One of this youth's favourite pastimes was photography, and as an amateur his work had attracted considerable attention from his friends. One day in the summer, when all the trees, shrubs, and flowers were at the height of their beauty, he came into the laboratory where his scientific friend was working over an experiment.
"I have heard of a process of colour photography," he said, "and I wonder if I couldn't make use of it to get some good pictures out in the country, showing just exactly how it is."
"Certainly," replied his friend. "There are a number of systems of colour photography now—all invented within the last few years. None of them is perfect though, and you would have the added fun of carrying on some experiments that might bring to light some valuable knowledge.
"While it is possible to make coloured photographic prints now, by means of a specially treated paper, colour photography is best known as a means of making beautiful transparent glass plates and lantern slides. When held up to the light, the transparencies give an accurate picture of the scene in natural colours. The paper I mention can be bought at the photographic houses, but the inventors do not claim yet that their process is so perfect as to give exact reproductions of all the shades of colours unless they are well defined in the positive plates.
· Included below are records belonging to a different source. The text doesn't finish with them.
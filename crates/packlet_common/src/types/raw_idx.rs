oxc_index::define_index_type! {
  #[derive(Default)]
  pub struct RawIdx = u32;
}

pub type AssetIdx = RawIdx;
pub type ChunkIdx = RawIdx;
The prints are made from the positive transparencies in just the same way that photographic prints are made from black and white photographic plates."
"Let's try some colour photographs," promptly said the boy. "Will you go out into the country with me some Saturday and help me?"
"I certainly will be glad to go with you, but you are a better photographer than I am, for you see, about the only kind of photography I do now is with a microscope, such as you have looked through here many times. Your own regular camera and tripod will be all you will need, for I will buy the colour plates upon which the pictures are to be taken."
They made their trip to the country on the first pleasant Saturday, and while they were out the scientist explained many points about the system.
"Years ago," he said, "even before that wonderful Frenchman, Daguerre, invented light photography, scientists were trying to discover some means of mechanically registering on paper, the beautiful things they saw in nature, in their natural colours, as well as in their natural form in black and white. All through the years of the development of photography with light and shadow, scientists never relaxed their search for some way of photographing colours. Although many of them hit upon the colour screen idea by which it finally was accomplished, there remained years and years of patient experiment. Prof. James Clark Maxwell, Ducos du Hauron, Doctor Konig, Sanger Shepherd, and, in later years, Frederick Eugene Ives, of Philadelphia, all worked on the idea.
"In 1907, however, Antoine Lumiére, of the famous French photographic house that bears his name, announced a system of colour photography which has grown in popularity ever since. The system, which is known as the autochrome, was the result of many years patient study and research with his sons who are associated in business with him."